──────── Data for processing
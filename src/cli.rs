//! Command-line interface for tictac.

use crate::config::CpuSeats;
use clap::Parser;
use std::path::PathBuf;

/// Tictac - tic-tac-toe in the terminal
#[derive(Parser, Debug)]
#[command(name = "tictac")]
#[command(about = "Tic-tac-toe against a friend or the CPU", long_about = None)]
#[command(version)]
pub struct Cli {
    /// Path to the TOML config file
    #[arg(short, long, default_value = "tictac.toml")]
    pub config: PathBuf,

    /// Seats played by the CPU
    #[arg(long, value_enum)]
    pub cpu: Option<CpuSeats>,

    /// Seed for reproducible CPU moves
    #[arg(long)]
    pub seed: Option<u64>,

    /// Stop after this many games
    #[arg(short, long)]
    pub games: Option<u32>,
}
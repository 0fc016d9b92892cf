//! Pure tic-tac-toe game logic.
//!
//! - [`Board`]: an N×N grid with its winning lines computed once at creation
//! - [`Board::counts_by_missing`]: winnable lines grouped by how many marks
//!   they still need
//! - [`MoveSelector`]: a rule-based CPU opponent driven by those groups
//!
//! # Example
//!
//! ```
//! use tictac_core::{Board, Coord, Mark, MoveSelector};
//!
//! let mut board = Board::new(3)?;
//! board.place(Coord::new(1, 1), Mark::X)?;
//!
//! let mut cpu = MoveSelector::seeded(42);
//! let choice = cpu.select_move(&board, Mark::O, Mark::X).expect("board has room");
//! board.place(choice.coord, Mark::O)?;
//! assert!(!board.is_line_complete(Mark::O));
//! # Ok::<(), Box<dyn std::error::Error>>(())
//! ```

#![warn(missing_docs)]
#![forbid(unsafe_code)]

mod board;
mod error;
mod lines;
mod missing;
mod selector;
mod types;

pub use board::Board;
pub use error::{BoardError, PlaceError};
pub use lines::{Line, LineKind, winning_lines};
pub use missing::MissingCounts;
pub use selector::{MoveSelector, Selection, Tactic};
pub use types::{Cell, Coord, Mark};
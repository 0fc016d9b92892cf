//! Game configuration loaded from TOML.

use derive_getters::Getters;
use derive_more::{Display, Error};
use serde::{Deserialize, Serialize};
use std::path::Path;
use tracing::{debug, info, instrument};

/// Which seats the CPU plays.
#[derive(
    Debug, Clone, Copy, PartialEq, Eq, Default, Serialize, Deserialize, clap::ValueEnum, strum::Display,
)]
#[serde(rename_all = "lowercase")]
#[strum(serialize_all = "lowercase")]
pub enum CpuSeats {
    /// Two humans.
    None,
    /// CPU is Player 1 (X).
    First,
    /// CPU is Player 2 (O).
    #[default]
    Second,
    /// CPU plays itself.
    Both,
}

impl CpuSeats {
    /// Checks if the CPU plays seat `id` (1 or 2).
    #[instrument]
    pub fn plays(self, id: u8) -> bool {
        match self {
            Self::None => false,
            Self::First => id == 1,
            Self::Second => id == 2,
            Self::Both => true,
        }
    }
}

/// Session settings.
#[derive(Debug, Clone, PartialEq, Eq, Default, Getters, Serialize, Deserialize)]
#[serde(default)]
pub struct GameConfig {
    /// Seats played by the CPU.
    cpu: CpuSeats,

    /// Seed for the CPU's random source; OS entropy when absent.
    seed: Option<u64>,

    /// Stop after this many games instead of asking to play again.
    games: Option<u32>,

    /// Tracing filter used when `RUST_LOG` is unset.
    log_filter: Option<String>,
}

impl GameConfig {
    /// Loads configuration from a TOML file.
    #[instrument(skip(path), fields(path = %path.as_ref().display()))]
    pub fn from_file(path: impl AsRef<Path>) -> Result<Self, ConfigError> {
        debug!("Loading config from file");
        let content = std::fs::read_to_string(path.as_ref())
            .map_err(|e| ConfigError::new(format!("Failed to read config file: {}", e)))?;

        let config: Self = toml::from_str(&content)
            .map_err(|e| ConfigError::new(format!("Failed to parse config: {}", e)))?;

        config.validate()?;
        info!(cpu = %config.cpu, "Config loaded successfully");
        Ok(config)
    }

    /// Loads configuration, falling back to defaults if the file is missing.
    #[instrument(skip(path), fields(path = %path.as_ref().display()))]
    pub fn load_or_default(path: impl AsRef<Path>) -> Result<Self, ConfigError> {
        if path.as_ref().exists() {
            Self::from_file(path)
        } else {
            debug!("Config file not found, using defaults");
            Ok(Self::default())
        }
    }

    /// Applies command-line overrides.
    #[instrument(skip(self))]
    pub fn with_overrides(
        mut self,
        cpu: Option<CpuSeats>,
        seed: Option<u64>,
        games: Option<u32>,
    ) -> Result<Self, ConfigError> {
        if let Some(cpu) = cpu {
            self.cpu = cpu;
        }
        if seed.is_some() {
            self.seed = seed;
        }
        if games.is_some() {
            self.games = games;
        }
        self.validate()?;
        Ok(self)
    }

    fn validate(&self) -> Result<(), ConfigError> {
        if self.games == Some(0) {
            return Err(ConfigError::new("games must be at least 1".to_string()));
        }
        Ok(())
    }
}

/// Configuration error.
#[derive(Debug, Clone, Display, Error)]
#[display("Config error: {} at {}:{}", message, file, line)]
pub struct ConfigError {
    /// Error message.
    pub message: String,
    /// Line number where error occurred.
    pub line: u32,
    /// Source file where error occurred.
    pub file: &'static str,
}

impl ConfigError {
    /// Creates a new configuration error.
    #[track_caller]
    pub fn new(message: String) -> Self {
        let loc = std::panic::Location::caller();
        Self {
            message,
            line: loc.line(),
            file: loc.file(),
        }
    }
}

#[cfg(test)]
mod tests {
    use super::*;

    #[test]
    fn test_cpu_seats() {
        assert!(CpuSeats::Second.plays(2));
        assert!(!CpuSeats::Second.plays(1));
        assert!(CpuSeats::Both.plays(1) && CpuSeats::Both.plays(2));
        assert!(!CpuSeats::None.plays(2));
    }

    #[test]
    fn test_overrides_replace_file_values() {
        let config = GameConfig::default()
            .with_overrides(Some(CpuSeats::Both), Some(9), None)
            .unwrap();
        assert_eq!(config.cpu(), &CpuSeats::Both);
        assert_eq!(config.seed(), &Some(9));
        assert_eq!(config.games(), &None);
    }

    #[test]
    fn test_zero_games_rejected() {
        let err = GameConfig::default()
            .with_overrides(None, None, Some(0))
            .unwrap_err();
        assert_eq!(err.message, "games must be at least 1");
    }
}
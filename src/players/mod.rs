//! Player trait and implementations.

mod cpu;
mod human;

pub use cpu::CpuPlayer;
pub use human::HumanPlayer;

use crate::terminal::Terminal;
use anyhow::Result;
use tictac_core::{Board, Coord, Mark};

/// A player slot: its number, its mark, and whether the CPU drives it.
#[derive(Debug, Clone, Copy, PartialEq, Eq, derive_new::new)]
pub struct Seat {
    /// 1 or 2.
    pub id: u8,
    /// Mark owned for the whole session.
    pub mark: Mark,
    /// Driven by the move selector.
    pub cpu: bool,
}

impl Seat {
    /// Returns the display name, e.g. `Player 2 (cpu)`.
    pub fn name(&self) -> String {
        if self.cpu {
            format!("Player {} (cpu)", self.id)
        } else {
            format!("Player {}", self.id)
        }
    }
}

/// What a player decided to do on their turn.
#[derive(Debug, Clone, Copy, PartialEq, Eq)]
pub enum Turn {
    /// Play at a coordinate.
    Place(Coord),
    /// Leave the session.
    Quit,
}

/// Trait for players that can make moves.
pub trait Player {
    /// Gets the next move from this player.
    ///
    /// The returned coordinate is not guaranteed playable; the session
    /// re-asks when [`Board::place`] rejects it.
    fn get_move(&mut self, board: &Board, terminal: &mut dyn Terminal) -> Result<Turn>;

    /// Returns the seat this player occupies.
    fn seat(&self) -> Seat;
}

#[cfg(test)]
mod tests {
    use super::*;

    #[test]
    fn test_seat_names() {
        assert_eq!(Seat::new(1, Mark::X, false).name(), "Player 1");
        assert_eq!(Seat::new(2, Mark::O, true).name(), "Player 2 (cpu)");
    }
}
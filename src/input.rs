//! Parsing of typed player commands.

use derive_more::{Display, Error};
use tictac_core::Coord;
use tracing::instrument;

/// What a human typed at the prompt.
#[derive(Debug, Clone, Copy, PartialEq, Eq)]
pub enum Command {
    /// Place a mark.
    Place(Coord),
    /// Leave the session.
    Quit,
}

/// Typed line could not be understood.
#[derive(Debug, Clone, PartialEq, Eq, Display, Error)]
pub enum InputError {
    /// Not two numbers separated by a space or comma.
    #[display("bad input: expected \"row col\" with values 0-{}", max)]
    Malformed {
        /// Largest accepted row or column.
        max: usize,
    },
}

/// Parses `row col`, `row,col`, `exit` or `quit` for a `size`x`size` board.
#[instrument]
pub fn parse_command(text: &str, size: usize) -> Result<Command, InputError> {
    let text = text.trim();
    if text.eq_ignore_ascii_case("exit") || text.eq_ignore_ascii_case("quit") {
        return Ok(Command::Quit);
    }

    let malformed = InputError::Malformed { max: size - 1 };
    let parts: Vec<&str> = text
        .split(|c: char| c == ',' || c.is_whitespace())
        .filter(|part| !part.is_empty())
        .collect();

    let [row, col] = parts.as_slice() else {
        return Err(malformed);
    };
    let row: usize = row.parse().map_err(|_| malformed.clone())?;
    let col: usize = col.parse().map_err(|_| malformed.clone())?;
    if row >= size || col >= size {
        return Err(malformed);
    }

    Ok(Command::Place(Coord::new(row, col)))
}

#[cfg(test)]
mod tests {
    use super::*;

    #[test]
    fn test_space_and_comma_forms() {
        assert_eq!(parse_command("1 2", 3), Ok(Command::Place(Coord::new(1, 2))));
        assert_eq!(parse_command("0,0", 3), Ok(Command::Place(Coord::new(0, 0))));
        assert_eq!(parse_command(" 2 , 1 ", 3), Ok(Command::Place(Coord::new(2, 1))));
    }

    #[test]
    fn test_quit_words() {
        assert_eq!(parse_command("exit", 3), Ok(Command::Quit));
        assert_eq!(parse_command("QUIT", 3), Ok(Command::Quit));
    }

    #[test]
    fn test_rejects_bad_lines() {
        for text in ["", "1", "1 2 3", "a b", "3 0", "-1 0", "0 9"] {
            assert_eq!(
                parse_command(text, 3),
                Err(InputError::Malformed { max: 2 }),
                "{:?} should be rejected",
                text
            );
        }
    }

    #[test]
    fn test_error_message() {
        let err = parse_command("nope", 3).unwrap_err();
        assert_eq!(err.to_string(), "bad input: expected \"row col\" with values 0-2");
    }
}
────────────────
§ **To do**
Give the number of lines above in which the word "when" appears, and nothing more.

§ **Finished task**
3